### [What is being asked]
In the material below, how many lines contain the string "canvas"? Reply with the number only.

(Beginning of Entries shown)

use std::fmt;

/// Convenience result type used across gifgrid.
pub type GridResult<T> = Result<T, GridError>;

/// Top-level error taxonomy used by engine APIs.
#[derive(thiserror::Error, Debug)]
pub enum GridError {
    /// Invalid user-provided settings or source data.
    #[error("validation error: {0}")]
    Validation(String),

    /// A source container yielded no usable frames or could not be parsed.
    #[error("decode error: {0}")]
    Decode(String),

    /// The external encoder reported a failure or never became ready.
    #[error("encode error: {0}")]
    Encode(String),

    /// Errors when serializing or deserializing data structures.
    #[error("serialization error: {0}")]
    Serde(String),

    /// A user-requested abort. Distinct from [`GridError::Encode`]: no output
    /// artifact exists and nothing went wrong.
    #[error("operation cancelled")]
    Cancelled,

    /// Wrapped lower-level error from dependencies or IO.
    #[error(transparent)]
    Other(#[from] anyhow::Error),
}

impl GridError {
    /// Build a [`GridError::Validation`] value.
    pub fn validation(msg: impl Into<String>) -> Self {
        Self::Validation(msg.into())
    }

    /// Build a [`GridError::Decode`] value.
    pub fn decode(msg: impl Into<String>) -> Self {
        Self::Decode(msg.into())
    }

    /// Build a [`GridError::Encode`] value.
    pub fn encode(msg: impl Into<String>) -> Self {
        Self::Encode(msg.into())
    }

    /// Build a [`GridError::Serde`] value.
    pub fn serde(msg: impl Into<String>) -> Self {
        Self::Serde(msg.into())
    }

    /// `true` when this error is the cooperative-cancellation outcome.
    pub fn is_cancelled(&self) -> bool {
        matches!(self, Self::Cancelled)
    }
}

/// Non-fatal configuration advisory.
///
/// Warnings never stop processing: the engine proceeds with clamped or
/// adjusted values and hands these to the caller as advisory text.
#[derive(Clone, Copy, Debug, PartialEq, Eq)]
pub enum ConfigWarning {
    /// The requested column count exceeded the supported maximum and was
    /// clamped before layout.
    ColumnsClamped {
        /// Column count as requested by the caller.
        requested: u32,
        /// Maximum column count actually used.
        max: u32,
    },
    /// The output canvas resolution is large enough to slow processing down.
    HighResolution {
        /// Output canvas width in pixels.
        width: u32,
        /// Output canvas height in pixels.
        height: u32,
    },
    /// Resolution times frame count crosses the heavy-workload threshold.
    HeavyWorkload {
        /// Pixels per output frame.
        pixels: u64,
        /// Number of output frames in the run.
        frames: u64,
    },
}

impl fmt::Display for ConfigWarning {
    fn fmt(&self, f: &mut fmt::Formatter<'_>) -> fmt::Result {
        match self {
            Self::ColumnsClamped { requested, max } => write!(
                f,
                "column count {requested} exceeds the maximum of {max}; using {max}"
            ),
            Self::HighResolution { width, height } => write!(
                f,
                "output resolution {width}x{height} is high; processing may be slow"
            ),
            Self::HeavyWorkload { pixels, frames } => write!(
                f,
                "workload of {pixels} pixels x {frames} frames is large; generation may take a while"
            ),
        }
    }
}
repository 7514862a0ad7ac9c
pub mod grid;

(End of Entries shown)

### [Answer box]
3